Esas son las dos grandes preguntas que se plantean en este ensayo, y el cómo están intrínsecamente relacionadas, de modo que uno no se da sin la otra. La primera parte de esta obra está dirigida a esclarecer lo que el término belleza significa valiéndose de la categoría de analogía. La considera importante a la hora de profundizar en la hondura metafísica –trascendente– de la belleza como propiedad del ser. Una descripción fenomenológica de esta considera bello lo que place a la vista y el oído, y es valioso por sí mismo, por su valor intrínseco, excluyendo la utilidad que nos presta y el agrado que promete. “Bello o hermoso es todo aquello que nos proporciona gozo por el solo y mismísimo hecho de ser visto, oído, leído, y en suma, contemplado” [3]. Nuestro autor comenta con regocijo el verso de Keats: “a thing of beauty is a joy for ever” [4] con abundantes ejemplos de la música, el arte y la poesía. La irrupción de lo bello es el aparecer de la forma (eidos, esencia) en medio de las cosas, una realidad substantiva, cosica –dice Heidegger–, como modalidad superior de lo que meramente existe. La interpretación de la obra de arte desemboca y culmina en la contemplación, un demorarse en la obra que es todo menos estático o pasivo, sino que continúa resonando. Contemplación que lleva consigo cierto olvido de sí mismo y en la que nunca se alcanza una total comprensión.

Metafísica del arte

Por finos que sean los análisis fenomenológicos de la experiencia estética, estos quedarían truncos si no lo abordaran tanto una metafísica de la belleza como una ontología del arte. A pesar de extendidos prejuicios antimetafísicos, se requiere una fundamentación metafísica para poder apreciar la belleza y la creación artística en cuanto ser y modo de ser. Así lo han hecho Platón, Aristóteles y Plotino en la antigüedad, Buenaventura y Tomás de Aquino en el medioevo, así como Schelling y Hegel en la modernidad, y así más tarde Soloviov, Maritain y Gilson. Quienes privan a la belleza de su densidad ontológica suelen reducirla a simples cualidades de ciertos objetos (orden, proporcionalidad, armonía) que no escapan a su relatividad y condicionamientos. El enfoque metafísico afronta la cuestión de los trascendentales. De manera parecida, verdad, bien y belleza son la misma única realidad, que se dirige a distintas facultades. Cuando afrontamos la realidad mediante la clara abstracción del intelecto, hablamos de la realidad como verdadera. Cuando la realidad es el objetivo de la voluntad, la perseguimos como bien. Y cuando la realidad aprisiona no solo nuestra mente y nuestra voluntad, sino también nuestros sentidos y emociones, decimos que es bella. Tiene consecuencias esta intrincada relación entre verdad, bien y belleza; entre otras, si creemos en las pautas objetivas de la verdad, del bien y de la moral, tendemos a creer en las pautas objetivas de la belleza y no la reducimos a cuestiones de mera preferencia.

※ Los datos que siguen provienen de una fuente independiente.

//! Inbox command - filter, sort and page a letter collection

use anyhow::{Context, Result};
use fanstage_config::Config;
use fanstage_core::date::parse_filter_date;
use fanstage_core::{FilterCriteria, Letter, load_letters};
use fanstage_inbox::{paginate, process};
use time::macros::format_description;
use tracing::info;

use crate::cli::{InboxArgs, OutputFormat};

pub fn handle(args: InboxArgs, config: &Config) -> Result<()> {
    let letters = load_letters(&args.letters)
        .with_context(|| format!("Failed to load letters from {}", args.letters.display()))?;
    let criteria = criteria_from_args(&args)?;
    let sort = args.sort.unwrap_or(config.inbox.default_sort);
    let page_size = args.page_size.unwrap_or(config.inbox.page_size);

    let processed = process(&letters, &criteria, sort);
    let page = paginate(&processed, args.page, page_size);
    info!(
        total = letters.len(),
        matched = page.total_results,
        page = page.page,
        "inbox ready"
    );

    match args.format {
        OutputFormat::Json => {
            println!("{}", serde_json::to_string_pretty(&page)?);
        }
        OutputFormat::Text => {
            println!(
                "Inbox: {} of {} letters (sorted by {})",
                page.total_results,
                letters.len(),
                sort
            );
            if !criteria.is_empty() {
                println!("Filter: {}", describe_criteria(&criteria));
            }

            if page.items.is_empty() {
                println!("\nNo letters found.");
                return Ok(());
            }

            println!("Page {}/{}\n", page.page, page.total_pages);
            let offset = (page.page - 1) * page.page_size;
            for (i, letter) in page.items.iter().enumerate() {
                println!("{}. {}", offset + i + 1, summarize(letter));
                if !letter.message.is_empty() {
                    println!("   \"{}\"", first_line(&letter.message));
                }
            }
        }
    }

    Ok(())
}

fn criteria_from_args(args: &InboxArgs) -> Result<FilterCriteria> {
    Ok(FilterCriteria {
        name: args.name.clone(),
        track_title: args.track_title.clone(),
        date_from: args.from.as_deref().map(parse_filter_date).transpose()?,
        date_to: args.to.as_deref().map(parse_filter_date).transpose()?,
    })
}

fn describe_criteria(criteria: &FilterCriteria) -> String {
    let mut parts = Vec::new();
    if let Some(name) = criteria.name_query() {
        parts.push(format!("name~\"{name}\""));
    }
    if let Some(title) = criteria.track_title_query() {
        parts.push(format!("track~\"{title}\""));
    }
    if let Some(from) = criteria.date_from {
        parts.push(format!("from {from}"));
    }
    if let Some(to) = criteria.date_to {
        parts.push(format!("to {to}"));
    }
    parts.join(", ")
}

fn summarize(letter: &Letter) -> String {
    let from = letter.sender_name.as_deref().unwrap_or("?");
    let to = letter.recipient_name.as_deref().unwrap_or("?");
    let date = letter
        .timestamp()
        .and_then(|ts| ts.format(format_description!("[year]-[month]-[day]")).ok())
        .unwrap_or_else(|| "undated".to_string());

    format!(
        "[{}] {} -> {}  {}  tracks: {}  plays: {}",
        letter.id,
        from,
        to,
        date,
        letter.track_count(),
        letter.play_count()
    )
}

fn first_line(message: &str) -> &str {
    message.lines().next().unwrap_or_default()
}

#[cfg(test)]
mod tests {
    use super::*;
    use std::path::PathBuf;
    use time::macros::date;

    fn args() -> InboxArgs {
        InboxArgs {
            letters: PathBuf::from("letters.json"),
            sort: None,
            name: None,
            track_title: None,
            from: None,
            to: None,
            page: 1,
            page_size: None,
            format: OutputFormat::Text,
        }
    }

    #[test]
    fn test_criteria_from_args() {
        let mut args = args();
        args.name = Some("kim".to_string());
        args.from = Some("2024-01-16".to_string());
        args.to = Some("2024.01.24".to_string());

        let criteria = criteria_from_args(&args).unwrap();
        assert_eq!(criteria.name_query(), Some("kim"));
        assert_eq!(criteria.date_from, Some(date!(2024 - 01 - 16)));
        assert_eq!(criteria.date_to, Some(date!(2024 - 01 - 24)));
        assert_eq!(
            describe_criteria(&criteria),
            "name~\"kim\", from 2024-01-16, to 2024-01-24"
        );
    }

    #[test]
    fn test_bad_filter_date_is_an_error() {
        let mut args = args();
        args.to = Some("next week".to_string());
        assert!(criteria_from_args(&args).is_err());
    }

    #[test]
    fn test_summarize() {
        let letter = Letter::new("l1")
            .with_sender("Kim")
            .with_created_at("2024-01-15T10:00:00Z")
            .with_track_count(3);
        assert_eq!(
            summarize(&letter),
            "[l1] Kim -> ?  2024-01-15  tracks: 3  plays: 0"
        );
        assert!(summarize(&Letter::new("l2")).contains("undated"));
    }
}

La belleza implica tanto a la inteligencia, puesto que se conoce y contempla, como a nuestra voluntad, pues su contemplación produce gozo. Pareyson plantea que la belleza es “la contemplabilidad de la forma pura en el esplendor de su aparición, y es, a la par, la gozabilidad de la forma pura en su sola contemplación” [5]. “La belleza es el objeto propio del apetito radical del intelecto en cuanto contemplativo” [6]. Es el eco de la elocuente palabra griega kalokagathía. Belleza es el bien de la forma y no del bien como finalidad.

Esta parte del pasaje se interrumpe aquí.